O que a Visa está de facto a comprar

A BioCatch não lê o que um cliente escreve. Lê como o escreve. A descrição da própria empresa é inteligência comportamental e de dispositivo: milhares de sinais sobre toques no teclado, gestos táteis e manuseamento do aparelho, tratados com aprendizagem automática para distinguir um titular verdadeiro de alguém que se apoderou da conta. A escala é a parte que vale a pena anotar. A BioCatch protege 1,8 mil milhões de dispositivos e 760 milhões de utilizadores, serve mais de 350 clientes bancários em 21 países, entre eles mais de 100 dos maiores bancos do mundo, e analisa 19 mil milhões de sessões por mês.

Andrew Torre, presidente de serviços de valor acrescentado da Visa, enquadrou a compra com um número e uma posição. As apropriações de contas e as burlas, disse, custam à economia mundial mais de um bilião de dólares por ano, e a aquisição permite aos clientes travar a fraude antes de chegar ao momento do pagamento. Esta última expressão é a estratégica. O olhar que a Visa tem hoje sobre um cliente começa quando se tenta um pagamento. O da BioCatch começa com a sessão, minutos ou horas antes, e é feito de hábitos físicos que o cliente não saberia descrever se lhe perguntassem.

O preço quase duplicou em dois anos

Os fundos aconselhados pela Permira assumiram o controlo da BioCatch há cerca de dois anos numa operação que avaliava a empresa em torno de 1,3 mil milhões de dólares. Eles e os restantes acionistas vendem agora à Visa por 2,4 mil milhões em numerário. É quase uma duplicação em dois anos, numa categoria cuja técnica de base, observar como uma pessoa interage com um aparelho, está disponível comercialmente há uma década.

A deteção de fraude não ficou duas vezes melhor nesse período. O que mudou foi quem quer os dados e o que lhes consegue pôr ao lado. Um proprietário de capital de risco rentabiliza um fornecedor antifraude vendendo mais licenças a mais bancos. Uma rede de pagamentos rentabiliza o mesmo fornecedor ligando o seu sinal à decisão de autorização que já controla. O segundo comprador pode pagar mais por um produto idêntico porque o produto vale mais dentro da rede do que fora dela, e essa diferença, e não qualquer ganho de precisão, explica quase todo o intervalo entre 1,3 e 2,4 mil milhões de dólares.

O ativo é o cruzamento

Para um banco europeu a consequência prática tem que ver com concentração de fornecedores e não com taxas de fraude.
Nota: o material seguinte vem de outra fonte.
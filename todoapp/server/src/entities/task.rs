use sea_orm::entity::prelude::*;
use serde::{Deserialize, Serialize};

/// Lifecycle state of a task, stored as its wire string.
#[derive(Debug, Clone, Copy, PartialEq, Eq, Hash, Default, EnumIter, DeriveActiveEnum)]
#[derive(Serialize, Deserialize, utoipa::ToSchema)]
#[sea_orm(rs_type = "String", db_type = "String(StringLen::N(20))")]
pub enum TaskStatus {
    #[default]
    #[sea_orm(string_value = "in-progress")]
    #[serde(rename = "in-progress")]
    InProgress,
    #[sea_orm(string_value = "complete")]
    #[serde(rename = "complete")]
    Complete,
}

#[derive(Clone, Debug, PartialEq, DeriveEntityModel, Eq)]
#[sea_orm(table_name = "tasks")]
pub struct Model {
    #[sea_orm(primary_key)]
    pub id: i32,
    pub user_id: i32,
    #[sea_orm(column_type = "Text")]
    pub description: String,
    pub due_date: Option<Date>,
    pub status: TaskStatus,
    pub complete_date: Option<Date>,
    pub created_at: DateTimeUtc,
    pub updated_at: DateTimeUtc,
}

#[derive(Copy, Clone, Debug, EnumIter, DeriveRelation)]
pub enum Relation {
    #[sea_orm(
        belongs_to = "super::user::Entity",
        from = "Column::UserId",
        to = "super::user::Column::Id",
        on_update = "NoAction",
        on_delete = "Cascade"
    )]
    User,
}

impl Related<super::user::Entity> for Entity {
    fn to() -> RelationDef {
        Relation::User.def()
    }
}

impl ActiveModelBehavior for ActiveModel {}
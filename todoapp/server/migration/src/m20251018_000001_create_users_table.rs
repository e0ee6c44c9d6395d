use sea_orm_migration::prelude::*;
use sea_orm_migration::schema::*;

#[derive(DeriveMigrationName)]
pub struct Migration;

#[async_trait::async_trait]
impl MigrationTrait for Migration {
    async fn up(&self, manager: &SchemaManager) -> Result<(), DbErr> {
        manager
            .create_table(
                Table::create()
                    .table(Users::Table)
                    .if_not_exists()
                    .col(pk_auto(Users::Id))
                    .col(string_len_uniq(Users::Username, 150))
                    .col(string(Users::PasswordHash))
                    .col(
                        timestamp_with_time_zone(Users::CreatedAt)
                            .default(Expr::current_timestamp()),
                    )
                    .to_owned(),
            )
            .await
    }

    async fn down(&self, manager: &SchemaManager) -> Result<(), DbErr> {
        manager
            .drop_table(Table::drop().table(Users::Table).to_owned())
            .await
    }
}

#[derive(DeriveIden)]
pub enum Users {
    Table,
    Id,
    Username,
    PasswordHash,
    CreatedAt,
}
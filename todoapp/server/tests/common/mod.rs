#![allow(dead_code)]

use axum::Router;
use axum::body::Body;
use axum::http::{HeaderMap, Request, Response, StatusCode};
use sea_orm::DatabaseConnection;
use todoapp_server::auth::encode_jwt;
use todoapp_server::config::Config;
use todoapp_server::user::{User, UserService};
use tower::ServiceExt;

pub const TEST_PASSWORD: &str = "correct-horse-battery";

pub fn test_config() -> Config {
    Config {
        db_url: "sqlite::memory:".to_string(),
        port: 8080,
        jwt_secret: "test_secret".to_string(),
        session_hours: 24,
        secure_cookies: false,
    }
}

/// Test context holding a migrated in-memory database and the full router.
pub struct TestContext {
    pub config: Config,
    pub db: DatabaseConnection,
    pub app: Router,
}

pub async fn setup_db() -> anyhow::Result<DatabaseConnection> {
    todoapp_server::web::connect_database("sqlite::memory:").await
}

pub async fn setup() -> anyhow::Result<TestContext> {
    // Allow multiple calls to init for tests.
    let _ = tracing_subscriber::fmt().with_test_writer().try_init();
    let config = test_config();
    let db = setup_db().await?;
    let app = todoapp_server::web::create_app(&config, db.clone());
    Ok(TestContext { config, db, app })
}

/// A logged-in user together with the cookie and CSRF header a browser would send.
pub struct TestSession {
    pub user: User,
    pub cookie: String,
    pub csrf_token: String,
}

pub async fn login_as(context: &TestContext, username: &str) -> TestSession {
    let user = UserService::new(&context.db)
        .create_user(username, TEST_PASSWORD)
        .await
        .expect("Failed to create user");
    let csrf_token = format!("csrf-token-for-{}", username);
    let jwt = encode_jwt(
        &user,
        csrf_token.clone(),
        &context.config.jwt_secret,
        context.config.session_hours,
    )
    .expect("Failed to sign session");
    TestSession {
        user,
        cookie: format!("auth_token={}", jwt),
        csrf_token,
    }
}

pub struct TestResponse {
    pub status: StatusCode,
    pub headers: HeaderMap,
    pub body: String,
}

impl TestResponse {
    pub async fn from_response(response: Response<Body>) -> Self {
        let status = response.status();
        let headers = response.headers().clone();
        let body = axum::body::to_bytes(response.into_body(), usize::MAX)
            .await
            .unwrap();
        Self {
            status,
            headers,
            body: String::from_utf8(body.to_vec()).unwrap(),
        }
    }

    pub fn json(&self) -> serde_json::Value {
        serde_json::from_str(&self.body).unwrap()
    }

    pub fn location(&self) -> Option<&str> {
        self.headers.get("location").and_then(|v| v.to_str().ok())
    }

    /// Returns the value of the named cookie set by this response, if any.
    pub fn cookie(&self, name: &str) -> Option<String> {
        let prefix = format!("{}=", name);
        self.headers
            .get_all("set-cookie")
            .iter()
            .filter_map(|value| value.to_str().ok())
            .find_map(|header| {
                let pair = header.split(';').next()?.trim();
                pair.strip_prefix(&prefix).map(str::to_string)
            })
    }
}

pub async fn send(app: &Router, request: Request<Body>) -> TestResponse {
    let response = app.clone().oneshot(request).await.unwrap();
    TestResponse::from_response(response).await
}

/// Sends a JSON API request as `session`, including the CSRF header.
pub async fn api_request(
    app: &Router,
    session: &TestSession,
    method: &str,
    uri: &str,
    body: Option<serde_json::Value>,
) -> TestResponse {
    let builder = Request::builder()
        .method(method)
        .uri(uri)
        .header("cookie", &session.cookie)
        .header("x-csrftoken", &session.csrf_token);
    let request = match body {
        Some(body) => builder
            .header("content-type", "application/json")
            .body(Body::from(body.to_string()))
            .unwrap(),
        None => builder.body(Body::empty()).unwrap(),
    };
    send(app, request).await
}

pub async fn form_post(app: &Router, uri: &str, form: &str) -> TestResponse {
    let request = Request::builder()
        .method("POST")
        .uri(uri)
        .header("content-type", "application/x-www-form-urlencoded")
        .body(Body::from(form.to_string()))
        .unwrap();
    send(app, request).await
}

pub async fn get(app: &Router, uri: &str, cookie: Option<&str>) -> TestResponse {
    let mut builder = Request::builder().method("GET").uri(uri);
    if let Some(cookie) = cookie {
        builder = builder.header("cookie", cookie);
    }
    send(app, builder.body(Body::empty()).unwrap()).await
}

pub fn today() -> String {
    chrono::Utc::now().date_naive().to_string()
}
Até agora, a inteligência comportamental e a autorização de cartões vinham de empresas distintas, o que significava que um banco podia trocar uma sem mexer na outra e podia pô-las a concorrer no preço. Depois do fecho, uma só empresa detém as duas metades para qualquer cliente que use Visa e BioCatch em conjunto, e é a única que o consegue.

Isso não é automaticamente mau. Sinais cruzados apanham realmente burlas que cada camada isolada deixaria passar, e um banco que compre ambos ao mesmo fornecedor pode ficar com melhor produto e contrato mais simples. É simplesmente uma decisão de dependência que a maioria das instituições tomará de forma passiva, renovando dois contratos que em silêncio se tornaram um. Sairão bem os bancos que atribuírem deliberadamente um preço à combinação na próxima renovação, enquanto os fornecedores alternativos ainda existem para pedir proposta.

O que ler antes do fecho

Comece pela questão da qualificação, porque determina tudo o resto. O artigo 4.º, n.º 14 do RGPD define dados biométricos como os resultantes de um tratamento técnico específico relativo a características físicas, fisiológicas ou comportamentais que permitam ou confirmem a identificação única. As características comportamentais estão nomeadas nessa definição. Se a sua instalação concreta da BioCatch cai lá dentro depende do que o sistema faz na sua configuração, e isso o seu encarregado da proteção de dados deveria poder responder hoje por escrito, não abrir depois de uma mudança de dono.

Leia depois o contrato. O fecho está previsto para antes do fim do segundo trimestre fiscal de 2027 da Visa e continua sujeito a aprovações regulatórias, pelo que dispõe de uma janela longa em que nada muda contratualmente. Aproveite-a. Localize a cláusula de mudança de controlo nas suas condições de subcontratação do artigo 28.º, confirme se no seu acordo as mudanças de subsubcontratante exigem aviso ou consentimento, e apure se os seus clientes foram informados de que os seus sinais comportamentais seriam tratados por uma rede de pagamentos. Se a resposta a esta última for não, o momento de corrigir a informação é agora, enquanto a operação continua pendente.